■ 『[よのなか]教科書 国語 心に届く日本語』 コミュニケーションするチカラ (2003.4.14)

4月は新学期の始まり。東京都 杉並区の区立中学校では、元リクルート営業部長藤原和博さんが校長に就任した。「学校は大人になるための技術や知識を身につける場所」と挨拶。

藤原さんが、教育に本格的に取り組み始めたのは98年春、中学生の公民の教科書を手にしたのがきっかけ。「世の中の仕組みを、あまりにもつまらなく説明している」と。社会学者と協力してハンバーガー店の適地選びやコスト計算など身近な題材を使った「人生の教科書[よのなか]」を作り、都内の中学で特別授業もした。本書は、そのシリーズのひとつ「国語」。

[よのなか]で最も必要とされる国語力とは、自分の意見を表現する力――「コミュニケーションするチカラ」である。従来とは別の視点でコミュニケーション力を復興させたいという。美しい日本語や漢字のボキャブラリーではなく、あくまでも「技術」だと。

いかにもバリバリの企業出身者らしく、第一のテーマは、表現法のトレーニングである。たとえば、講座@は「自己紹介はドラマチックに」とある。朝日新聞の連載漫画 「ののちゃん」を題材に、起承転結を学ぶ。以下、講座A「他人の気持ちを知る――”毒虫”になってみる」、「講座B 比喩を使いこなす――感情を歌詞で表現する」と続く。副題ユニークであり、とても従来の教科書とは比べられない。

講座Dは「ものごとを立体的に組み立てる」。ここでは、2つより3つで考えろ、という。まず「2つの対になる要素を考え、そこにもう1つ何かを加えることで意味付けを変化させてゆく」のだ。藤原さんも、企画書を書くときには、セールスポイントを必ず3つは考えるようにしている。3つ目を考え出す努力が頭を活性化させると。

具体的な表現を重視する姿勢には同感である。”気持ち悪い”ことを”気持ち悪い”と言わないで、具体的な事実で語る訓練が大切だと。感想を述べる前に、感想の前提としての「語るべき事実」が必要。この訓練は、入試や就職での小論文、面接、はては社会人になってからゴマンと書かされる報告書や企画書やメールの技術に生きてくると。
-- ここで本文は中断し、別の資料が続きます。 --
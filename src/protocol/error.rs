//! Error types for A2A protocol operations

use thiserror::Error;

/// Main error type for A2A protocol operations
#[derive(Debug, Error)]
pub enum A2AError {
    /// Transport-level error (network, connection, etc.)
    #[error("Transport error: {0}")]
    Transport(String),

    /// Protocol-level error (invalid message format, unexpected response, etc.)
    #[error("Protocol error: {0}")]
    Protocol(String),

    /// Validation error (invalid request or response)
    #[error("Validation error: {0}")]
    Validation(String),

    /// Serialization/deserialization error
    #[error("Serialization error: {0}")]
    Serialization(#[from] serde_json::Error),

    /// Request timeout error
    #[error("Request timeout")]
    Timeout,

    /// Task not found error
    #[error("Task not found: {task_id}")]
    TaskNotFound { task_id: String },
}

/// Result type alias for A2A operations
pub type A2AResult<T> = Result<T, A2AError>;

impl From<reqwest::Error> for A2AError {
    fn from(err: reqwest::Error) -> Self {
        if err.is_timeout() {
            A2AError::Timeout
        } else if err.is_connect() {
            A2AError::Transport(format!("Connection error: {}", err))
        } else {
            A2AError::Transport(err.to_string())
        }
    }
}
◆『[よのなか]教科書 国語 心に届く日本語』 藤原和博・重松清・橋本治、新潮社、2003/1

◆藤原和博 (ふじはら・かずひろ) 1955年、東京生まれ。[よのなか]教科書シリーズの発案者。身近な出来事を題材とした『人生の教科書[よのなか]』、『人生の教科書[ルール]』(共に筑摩書房)を刊行し、教育界の注目を集める。中学生から大人まで、人生を切り開いていくのに必要かつ本質的な内容を吟味し凝縮している。リクルート社フェローを経て、現在、杉並区教育委員会参与(教育改革担当)。2003年4月から杉並区の公立中学校に民間から初の校長として就任。